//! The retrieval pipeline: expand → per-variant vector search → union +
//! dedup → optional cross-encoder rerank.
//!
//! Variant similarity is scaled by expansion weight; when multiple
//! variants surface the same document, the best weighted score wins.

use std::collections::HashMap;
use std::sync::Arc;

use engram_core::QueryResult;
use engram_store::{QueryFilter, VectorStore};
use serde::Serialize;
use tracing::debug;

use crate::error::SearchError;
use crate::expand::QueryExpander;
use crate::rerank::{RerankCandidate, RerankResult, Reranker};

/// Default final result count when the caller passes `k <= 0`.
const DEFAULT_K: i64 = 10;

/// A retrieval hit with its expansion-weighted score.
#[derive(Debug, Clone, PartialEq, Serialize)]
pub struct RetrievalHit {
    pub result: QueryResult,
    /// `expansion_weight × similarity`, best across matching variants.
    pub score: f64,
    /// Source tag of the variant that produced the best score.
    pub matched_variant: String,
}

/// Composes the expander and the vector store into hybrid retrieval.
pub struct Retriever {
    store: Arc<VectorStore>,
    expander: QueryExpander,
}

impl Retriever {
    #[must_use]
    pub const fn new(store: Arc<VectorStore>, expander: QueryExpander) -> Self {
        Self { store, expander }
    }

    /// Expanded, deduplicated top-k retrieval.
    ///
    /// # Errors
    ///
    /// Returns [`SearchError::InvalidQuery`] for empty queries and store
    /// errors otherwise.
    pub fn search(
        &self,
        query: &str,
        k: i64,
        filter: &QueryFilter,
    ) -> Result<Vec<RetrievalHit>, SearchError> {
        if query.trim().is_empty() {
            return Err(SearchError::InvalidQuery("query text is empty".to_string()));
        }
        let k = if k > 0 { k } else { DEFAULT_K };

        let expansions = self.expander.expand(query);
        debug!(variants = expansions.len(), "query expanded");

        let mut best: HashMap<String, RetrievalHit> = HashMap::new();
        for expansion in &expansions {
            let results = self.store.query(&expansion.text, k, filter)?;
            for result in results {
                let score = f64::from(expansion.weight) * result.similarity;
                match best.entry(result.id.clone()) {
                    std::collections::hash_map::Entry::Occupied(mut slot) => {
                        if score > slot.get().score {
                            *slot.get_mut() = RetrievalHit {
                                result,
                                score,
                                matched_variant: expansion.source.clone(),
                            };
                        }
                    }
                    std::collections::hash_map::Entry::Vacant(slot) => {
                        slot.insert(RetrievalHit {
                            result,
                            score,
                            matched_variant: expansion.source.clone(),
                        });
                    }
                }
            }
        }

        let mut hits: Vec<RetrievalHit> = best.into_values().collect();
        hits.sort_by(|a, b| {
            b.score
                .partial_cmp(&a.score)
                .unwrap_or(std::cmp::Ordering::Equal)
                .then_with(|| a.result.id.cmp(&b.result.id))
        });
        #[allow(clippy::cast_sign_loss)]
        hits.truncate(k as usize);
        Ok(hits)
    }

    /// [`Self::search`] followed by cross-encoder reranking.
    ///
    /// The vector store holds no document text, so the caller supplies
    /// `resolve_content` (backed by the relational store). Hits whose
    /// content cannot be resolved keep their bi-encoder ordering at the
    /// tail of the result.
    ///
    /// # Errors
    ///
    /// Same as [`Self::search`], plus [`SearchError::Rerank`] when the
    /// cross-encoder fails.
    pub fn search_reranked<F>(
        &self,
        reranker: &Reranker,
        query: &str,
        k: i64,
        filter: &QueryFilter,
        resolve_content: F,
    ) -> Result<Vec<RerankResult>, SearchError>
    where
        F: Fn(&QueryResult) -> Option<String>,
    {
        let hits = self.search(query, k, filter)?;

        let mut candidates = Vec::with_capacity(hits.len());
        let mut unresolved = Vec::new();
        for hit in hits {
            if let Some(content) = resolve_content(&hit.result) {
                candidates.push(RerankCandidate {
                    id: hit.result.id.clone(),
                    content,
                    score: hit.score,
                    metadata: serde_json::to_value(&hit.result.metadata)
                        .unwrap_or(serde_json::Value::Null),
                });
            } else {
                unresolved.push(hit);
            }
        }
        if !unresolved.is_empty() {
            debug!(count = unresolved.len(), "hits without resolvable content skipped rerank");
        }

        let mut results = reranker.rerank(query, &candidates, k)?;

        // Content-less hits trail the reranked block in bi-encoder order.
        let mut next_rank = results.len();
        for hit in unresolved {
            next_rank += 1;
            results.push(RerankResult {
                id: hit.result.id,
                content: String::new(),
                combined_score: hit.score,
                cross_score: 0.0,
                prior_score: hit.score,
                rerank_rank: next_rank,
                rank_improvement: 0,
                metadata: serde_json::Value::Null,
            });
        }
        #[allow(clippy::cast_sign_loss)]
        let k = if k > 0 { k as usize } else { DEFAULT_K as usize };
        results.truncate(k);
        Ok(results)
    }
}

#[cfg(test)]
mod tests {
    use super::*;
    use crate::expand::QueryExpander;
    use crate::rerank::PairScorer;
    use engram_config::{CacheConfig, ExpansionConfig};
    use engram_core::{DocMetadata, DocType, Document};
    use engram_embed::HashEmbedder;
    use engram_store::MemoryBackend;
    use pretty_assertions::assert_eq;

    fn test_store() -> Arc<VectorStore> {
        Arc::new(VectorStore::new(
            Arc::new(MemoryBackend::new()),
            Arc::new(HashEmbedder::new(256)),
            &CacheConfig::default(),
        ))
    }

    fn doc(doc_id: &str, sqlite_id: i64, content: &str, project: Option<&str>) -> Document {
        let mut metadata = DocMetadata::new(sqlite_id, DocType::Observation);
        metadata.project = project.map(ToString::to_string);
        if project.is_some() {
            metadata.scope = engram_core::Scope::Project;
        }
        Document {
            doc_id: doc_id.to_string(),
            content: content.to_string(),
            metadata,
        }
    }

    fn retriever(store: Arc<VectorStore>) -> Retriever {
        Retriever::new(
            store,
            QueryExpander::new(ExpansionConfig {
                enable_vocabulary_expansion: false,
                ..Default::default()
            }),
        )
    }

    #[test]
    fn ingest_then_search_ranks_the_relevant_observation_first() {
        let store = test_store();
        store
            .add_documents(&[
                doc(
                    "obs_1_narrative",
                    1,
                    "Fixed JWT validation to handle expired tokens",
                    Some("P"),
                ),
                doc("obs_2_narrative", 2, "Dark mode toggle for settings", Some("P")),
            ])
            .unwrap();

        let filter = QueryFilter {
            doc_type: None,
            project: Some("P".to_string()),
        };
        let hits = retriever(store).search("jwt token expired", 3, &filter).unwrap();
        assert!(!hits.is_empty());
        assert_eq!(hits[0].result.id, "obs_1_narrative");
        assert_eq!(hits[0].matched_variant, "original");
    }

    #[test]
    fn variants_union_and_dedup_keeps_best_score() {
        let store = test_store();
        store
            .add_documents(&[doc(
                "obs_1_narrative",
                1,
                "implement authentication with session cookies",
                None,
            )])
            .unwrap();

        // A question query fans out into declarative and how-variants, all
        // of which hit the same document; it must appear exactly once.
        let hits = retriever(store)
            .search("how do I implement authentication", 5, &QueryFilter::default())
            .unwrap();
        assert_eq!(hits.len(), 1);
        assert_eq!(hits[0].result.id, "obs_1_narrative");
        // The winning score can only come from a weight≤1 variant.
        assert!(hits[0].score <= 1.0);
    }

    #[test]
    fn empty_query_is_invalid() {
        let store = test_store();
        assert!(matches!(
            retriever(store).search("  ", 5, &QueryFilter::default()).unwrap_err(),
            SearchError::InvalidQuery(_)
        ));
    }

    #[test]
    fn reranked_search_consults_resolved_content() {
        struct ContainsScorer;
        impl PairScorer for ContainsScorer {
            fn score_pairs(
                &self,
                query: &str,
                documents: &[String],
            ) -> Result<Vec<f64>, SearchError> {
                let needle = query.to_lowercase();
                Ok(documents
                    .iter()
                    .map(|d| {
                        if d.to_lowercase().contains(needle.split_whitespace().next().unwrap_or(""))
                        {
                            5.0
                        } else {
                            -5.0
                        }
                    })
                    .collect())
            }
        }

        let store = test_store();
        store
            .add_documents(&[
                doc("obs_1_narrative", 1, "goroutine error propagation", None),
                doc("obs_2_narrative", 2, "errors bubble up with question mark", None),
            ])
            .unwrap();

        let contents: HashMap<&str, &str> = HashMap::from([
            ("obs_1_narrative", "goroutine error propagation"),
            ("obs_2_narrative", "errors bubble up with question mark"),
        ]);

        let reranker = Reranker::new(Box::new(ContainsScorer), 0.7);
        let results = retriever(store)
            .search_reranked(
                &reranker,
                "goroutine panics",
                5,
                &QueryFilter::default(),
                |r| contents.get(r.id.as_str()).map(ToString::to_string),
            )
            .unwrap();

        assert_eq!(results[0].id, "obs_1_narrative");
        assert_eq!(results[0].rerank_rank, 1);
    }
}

__________________________________________________

Print the material above verbatim, first line through the line containing "use std::sync::Arc;", both included.

### Result:
//! The retrieval pipeline: expand → per-variant vector search → union +
//! dedup → optional cross-encoder rerank.
//!
//! Variant similarity is scaled by expansion weight; when multiple
//! variants surface the same document, the best weighted score wins.

use std::collections::HashMap;
use std::sync::Arc;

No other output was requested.